Una de las formas no-canónicas que más han atraído la atención de la comunidad científica son la hélices triples (o “tríplex”) de ADN. Estas estructuras tienen interés farmacéutico puesto que la formación de la hélice triple en una región concreta del genoma puede impedir la transcripción de la proteína codificada en esa región. La formación de la triple hélice es muy selectiva por lo que esta estrategia permitiría, en principio, diseñar fármacos que bloqueasen la expresión de un único gen. Uno de los problemas que se plantean es el estabilizar la formación del tríplex mediante las adecuadas modificaciones químicas. Entre las muchas modificaciones propuestas, se ha observado que la sustitución del protón en posición 8 de la hebra de polipurinas por un grupo –NH2 estabiliza enormemente la formación del tríplex. En colaboración con los grupos del Prof. Modesto Orozco y el Prof. Ramón Eritja, hemos llevado a cabo un análisis estructural del efecto de esta substitución en diversas hélices triples y horquillas de ADN.


Además del estudio de formas no-canónicas, también estamos interesados en el estudio de deformaciones que se producen en fragmentos de doble hélice. Estas variaciones conformacionales en la doble hélice del ADN (curvatura, desenrollamiento, etc.) tienen importancia en procesos de reconocimiento por proteínas u otros ligandos. A. Estos efectos son generalmente sutiles y resulta difícil observarlos mediante RMN. No obstante hemos hecho esfuerzos en determinar la estructura de oligonucleótidos modificados en los que la modificación induce una curvatura moderada por efecto de la anulación parcial de las cargas de los fosfatos o por efecto de un “cross-link” entre los extremos del dúplex. Otras modificaciones inducen distorsiones más drásticas en la estructura del ADN, como son un desenrollamiento parcial de la doble hélice. Algunas de estas modificaciones tienen un interés adicional porque los oligonucleótidos que las contienen son sustratos de enzimas de reparación del ADN celular. Los procesos de reparación se conocen sólo parcialmente, pero se sabe que el fallo de tales mecanismos es imprescindible para el desarrollo del cáncer. Algunos sistemas de reparación, como el de excisión-reparación, son capaces de reconocer una gran número de modificaciones químicas (o “lesiones”) en el ADN. El estudio de estas “lesiones” puede darnos un conocimiento muy útil para entender el modo de acción de estos enzimas.

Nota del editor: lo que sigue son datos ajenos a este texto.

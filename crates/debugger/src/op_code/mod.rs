//! OpCode module for compiled expression units.
//!
//! The debugger only needs a small slice of the VM's instruction set: the
//! breakpoint trap it patches into the code stream, and the instructions the
//! expression compiler emits into dynamic code. Values match the VM's own
//! encoding, so a host interpreter can run compiled units unchanged.

pub mod operand_size;

pub use operand_size::OperandSize;

use std::fmt;

/// Element selector for [`OpCode::PUSHCTXELE`].
#[derive(Debug, Clone, Copy, PartialEq, Eq)]
#[repr(u8)]
pub enum ContextElement {
    TargetProp = 0x01,
    TargetObj = 0x02,
    DefiningObj = 0x03,
}

impl ContextElement {
    pub fn from_u8(value: u8) -> Option<Self> {
        match value {
            0x01 => Some(Self::TargetProp),
            0x02 => Some(Self::TargetObj),
            0x03 => Some(Self::DefiningObj),
            _ => None,
        }
    }
}

/// Represents the opcodes of the unit instruction set.
#[derive(Debug, Clone, Copy, PartialEq, Eq, Hash)]
#[repr(u8)]
#[allow(non_camel_case_types)]
pub enum OpCode {
    // Constants
    PUSH_0 = 0x01,
    PUSH_1 = 0x02,
    /// Operand: i8
    PUSHINT8 = 0x03,
    /// Operand: i32
    PUSHINT = 0x04,
    /// Operand: u32 object id
    PUSHOBJ = 0x07,
    PUSHNIL = 0x08,
    PUSHTRUE = 0x09,
    /// Operand: u16 property id
    PUSHPROPID = 0x0A,
    /// Operand: u32 code address
    PUSHFNPTR = 0x0B,
    /// Operand: u16 length, then UTF-8 bytes
    PUSHSTRI = 0x0C,
    /// Operand: u32 enumerator
    PUSHENUM = 0x0F,
    /// Operands: u16 function index, u16 set index
    PUSHBIFPTR = 0x10,

    // Arithmetic and logic
    NEG = 0x20,
    BNOT = 0x21,
    ADD = 0x22,
    SUB = 0x23,
    MUL = 0x24,
    BAND = 0x25,
    BOR = 0x26,
    SHL = 0x27,
    ASHR = 0x28,
    XOR = 0x29,
    DIV = 0x2A,
    MOD = 0x2B,
    NOT = 0x2C,
    BOOLIZE = 0x2D,
    LSHR = 0x30,

    // Comparison
    EQ = 0x40,
    NE = 0x41,
    LT = 0x42,
    LE = 0x43,
    GT = 0x44,
    GE = 0x45,

    RETVAL = 0x50,

    // Calls
    /// Operands: u8 argc, u32 function address
    CALL = 0x58,
    /// Operand: u8 argc; the function pointer is on top of the arguments
    PTRCALL = 0x59,
    /// Operand: u16 property id; the target object is on the stack
    GETPROP = 0x60,
    /// Operands: u8 argc, u16 property id
    CALLPROP = 0x61,
    /// Operand: u16 property id; fails instead of running code
    GETPROPDATA = 0x68,

    // Frame access
    PUSHSELF = 0x84,
    /// Operands: u16 stack level, u16 local index
    GETDBLCL = 0x85,
    /// Operands: u16 stack level, u16 parameter index
    GETDBARG = 0x86,
    DUP = 0x88,
    DISC = 0x89,
    /// Operand: u16 stack level
    GETDBARGC = 0x8C,
    SWAP = 0x8D,
    /// Operand: u8 [`ContextElement`]
    PUSHCTXELE = 0x8E,
    DUP2 = 0x8F,

    // Branches; operand is an i16 offset from the end of the instruction
    JMP = 0x91,
    JT = 0x92,
    JF = 0x93,

    /// Operands: u16 stack level, u16 context variable, u16 array index
    GETDBCTXLCL = 0xA7,
    /// Operands: u16 stack level, u16 context variable, u16 array index
    SETDBCTXLCL = 0xA8,

    /// Operands: u8 argc, u16 function index, u16 set index
    BUILTIN2 = 0xB6,

    INDEX = 0xBA,

    /// Operand: u16 element count
    NEWLIST = 0xC4,

    SETIND = 0xE4,
    /// Operand: u16 property id
    SETPROP = 0xE5,
    /// Operands: u16 stack level, u16 local index
    SETDBLCL = 0xE9,
    /// Operands: u16 stack level, u16 parameter index
    SETDBARG = 0xEA,

    /// The breakpoint trap.
    BP = 0xF1,
    NOP = 0xF2,
}

impl OpCode {
    /// Decodes an opcode byte.
    pub fn from_u8(value: u8) -> Option<Self> {
        use OpCode::*;
        let op = match value {
            0x01 => PUSH_0,
            0x02 => PUSH_1,
            0x03 => PUSHINT8,
            0x04 => PUSHINT,
            0x07 => PUSHOBJ,
            0x08 => PUSHNIL,
            0x09 => PUSHTRUE,
            0x0A => PUSHPROPID,
            0x0B => PUSHFNPTR,
            0x0C => PUSHSTRI,
            0x0F => PUSHENUM,
            0x10 => PUSHBIFPTR,
            0x20 => NEG,
            0x21 => BNOT,
            0x22 => ADD,
            0x23 => SUB,
            0x24 => MUL,
            0x25 => BAND,
            0x26 => BOR,
            0x27 => SHL,
            0x28 => ASHR,
            0x29 => XOR,
            0x2A => DIV,
            0x2B => MOD,
            0x2C => NOT,
            0x2D => BOOLIZE,
            0x30 => LSHR,
            0x40 => EQ,
            0x41 => NE,
            0x42 => LT,
            0x43 => LE,
            0x44 => GT,
            0x45 => GE,
            0x50 => RETVAL,
            0x58 => CALL,
            0x59 => PTRCALL,
            0x60 => GETPROP,
            0x61 => CALLPROP,
            0x68 => GETPROPDATA,
            0x84 => PUSHSELF,
            0x85 => GETDBLCL,
            0x86 => GETDBARG,
            0x88 => DUP,
            0x89 => DISC,
            0x8C => GETDBARGC,
            0x8D => SWAP,
            0x8E => PUSHCTXELE,
            0x8F => DUP2,
            0x91 => JMP,
            0x92 => JT,
            0x93 => JF,
            0xA7 => GETDBCTXLCL,
            0xA8 => SETDBCTXLCL,
            0xB6 => BUILTIN2,
            0xBA => INDEX,
            0xC4 => NEWLIST,
            0xE4 => SETIND,
            0xE5 => SETPROP,
            0xE9 => SETDBLCL,
            0xEA => SETDBARG,
            0xF1 => BP,
            0xF2 => NOP,
            _ => return None,
        };
        Some(op)
    }

    /// Gets the operand layout of this opcode.
    pub fn operand_size(&self) -> OperandSize {
        use OpCode::*;
        match self {
            PUSHINT8 | PUSHCTXELE | PTRCALL => OperandSize::fixed(1),
            PUSHPROPID | GETPROP | GETPROPDATA | GETDBARGC | JMP | JT | JF | NEWLIST | SETPROP => {
                OperandSize::fixed(2)
            }
            CALLPROP => OperandSize::fixed(3),
            PUSHINT | PUSHOBJ | PUSHFNPTR | PUSHENUM | PUSHBIFPTR | GETDBLCL | GETDBARG
            | SETDBLCL | SETDBARG => OperandSize::fixed(4),
            CALL | BUILTIN2 => OperandSize::fixed(5),
            GETDBCTXLCL | SETDBCTXLCL => OperandSize::fixed(6),
            PUSHSTRI => OperandSize::prefix(2),
            _ => OperandSize::NONE,
        }
    }

    /// Returns true for the relative branch instructions.
    pub fn is_jump(&self) -> bool {
        matches!(self, OpCode::JMP | OpCode::JT | OpCode::JF)
    }

    /// Returns true if the instruction may run code outside the unit.
    pub fn is_call(&self) -> bool {
        matches!(
            self,
            OpCode::CALL | OpCode::PTRCALL | OpCode::CALLPROP | OpCode::BUILTIN2
        )
    }
}

impl TryFrom<u8> for OpCode {
    type Error = u8;

    fn try_from(value: u8) -> Result<Self, Self::Error> {
        OpCode::from_u8(value).ok_or(value)
    }
}

impl fmt::Display for OpCode {
    fn fmt(&self, f: &mut fmt::Formatter<'_>) -> fmt::Result {
        f.pad(&format!("{self:?}"))
    }
}

#[cfg(test)]
mod tests {
    use super::*;

    #[test]
    fn test_every_opcode_decodes_to_itself() {
        for byte in 0..=u8::MAX {
            if let Some(op) = OpCode::from_u8(byte) {
                assert_eq!(op as u8, byte);
            }
        }
    }

    #[test]
    fn test_trap_is_single_byte() {
        assert_eq!(OpCode::BP as u8, 0xF1);
        assert_eq!(OpCode::BP.operand_size(), OperandSize::NONE);
    }

    #[test]
    fn test_operand_sizes() {
        assert_eq!(OpCode::CALL.operand_size().size(), 5);
        assert_eq!(OpCode::GETDBCTXLCL.operand_size().size(), 6);
        assert!(OpCode::PUSHSTRI.operand_size().has_size_prefix());
        assert_eq!(OpCode::try_from(0x00), Err(0x00));
    }
}
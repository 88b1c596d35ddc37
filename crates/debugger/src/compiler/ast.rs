//! Expression tree.

use crate::debug_table::LocalKind;
use crate::op_code::{ContextElement, OpCode};
use crate::value::{BifId, CodeAddr, PropId, Value};

#[derive(Debug, Clone, Copy, PartialEq, Eq)]
pub enum UnaryOp {
    Neg,
    Not,
    BitNot,
}

#[derive(Debug, Clone, Copy, PartialEq, Eq)]
pub enum BinaryOp {
    Add,
    Sub,
    Mul,
    Div,
    Mod,
    BitAnd,
    BitOr,
    BitXor,
    Shl,
    Ashr,
    Lshr,
    Eq,
    Ne,
    Lt,
    Le,
    Gt,
    Ge,
}

impl BinaryOp {
    /// The instruction implementing the operator.
    pub fn opcode(&self) -> OpCode {
        match self {
            BinaryOp::Add => OpCode::ADD,
            BinaryOp::Sub => OpCode::SUB,
            BinaryOp::Mul => OpCode::MUL,
            BinaryOp::Div => OpCode::DIV,
            BinaryOp::Mod => OpCode::MOD,
            BinaryOp::BitAnd => OpCode::BAND,
            BinaryOp::BitOr => OpCode::BOR,
            BinaryOp::BitXor => OpCode::XOR,
            BinaryOp::Shl => OpCode::SHL,
            BinaryOp::Ashr => OpCode::ASHR,
            BinaryOp::Lshr => OpCode::LSHR,
            BinaryOp::Eq => OpCode::EQ,
            BinaryOp::Ne => OpCode::NE,
            BinaryOp::Lt => OpCode::LT,
            BinaryOp::Le => OpCode::LE,
            BinaryOp::Gt => OpCode::GT,
            BinaryOp::Ge => OpCode::GE,
        }
    }
}

#[derive(Debug, Clone, Copy, PartialEq, Eq)]
pub enum LogicalOp {
    And,
    Or,
}

/// A resolved local variable reference.
#[derive(Debug, Clone, Copy, PartialEq, Eq)]
pub struct LocalRef {
    pub kind: LocalKind,
    pub level: u16,
}

/// What a call invokes.
#[derive(Debug, Clone, PartialEq)]
pub enum Callee {
    Function(CodeAddr),
    Builtin(BifId),
    /// A function or built-in pointer computed at run time
    Pointer(Box<Expr>),
}

#[derive(Debug, Clone, PartialEq)]
pub enum Expr {
    Const(Value),
    /// A list literal with non-constant elements
    List(Vec<Expr>),
    Local(LocalRef),
    SelfObj,
    Context(ContextElement),
    ArgCount { level: u16 },
    /// `obj.prop` or `obj.prop(args)`; `obj` of `None` means `self`
    Prop {
        obj: Option<Box<Expr>>,
        prop: PropId,
        args: Option<Vec<Expr>>,
    },
    Call { callee: Callee, args: Vec<Expr> },
    Index(Box<Expr>, Box<Expr>),
    Unary(UnaryOp, Box<Expr>),
    Binary(BinaryOp, Box<Expr>, Box<Expr>),
    Logical(LogicalOp, Box<Expr>, Box<Expr>),
    Conditional(Box<Expr>, Box<Expr>, Box<Expr>),
    /// `target = value`, or `target op= value` when `op` is set
    Assign {
        op: Option<BinaryOp>,
        target: Box<Expr>,
        value: Box<Expr>,
    },
}

impl Expr {
    /// Returns true if the expression can be assigned to.
    pub fn is_lval(&self) -> bool {
        match self {
            Expr::Local(_) => true,
            Expr::Prop { args: None, .. } => true,
            Expr::Index(container, _) => container.is_lval(),
            _ => false,
        }
    }

    pub fn as_const(&self) -> Option<&Value> {
        match self {
            Expr::Const(v) => Some(v),
            _ => None,
        }
    }
}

Finalmente, también estamos investigando diferentes facetas del proceso reconocimiento molecular entre ácidos nucleicos y proteínas y otros pequeños ligandos. En el campo de interacciones proteína-DNA, hemos determinado la estructura de varias proteínas que reconocen ácidos nucleicos y esperamos obtener pronto algunos complejos. También estamos interesados en estudiar interacciones concretas entre proteínas y DNA, como son las interacciones de apilamiento entre nucleobases y residuos aromáticos. Para ello hemos usado derivados en los que el péptido y el ADN están unidos covalentemente. Esta unión covalente permite analizar estas interacciones con un alto grado de precisión, no solo a nivel estructural, sino también cuantificar diversos parámetros termodinámicos. También estamos llevando a cabo diversas colaboraciones con grupos de Química Orgánica en el estudio de interacciones entre ácidos nucleicos y pequeños ligandos.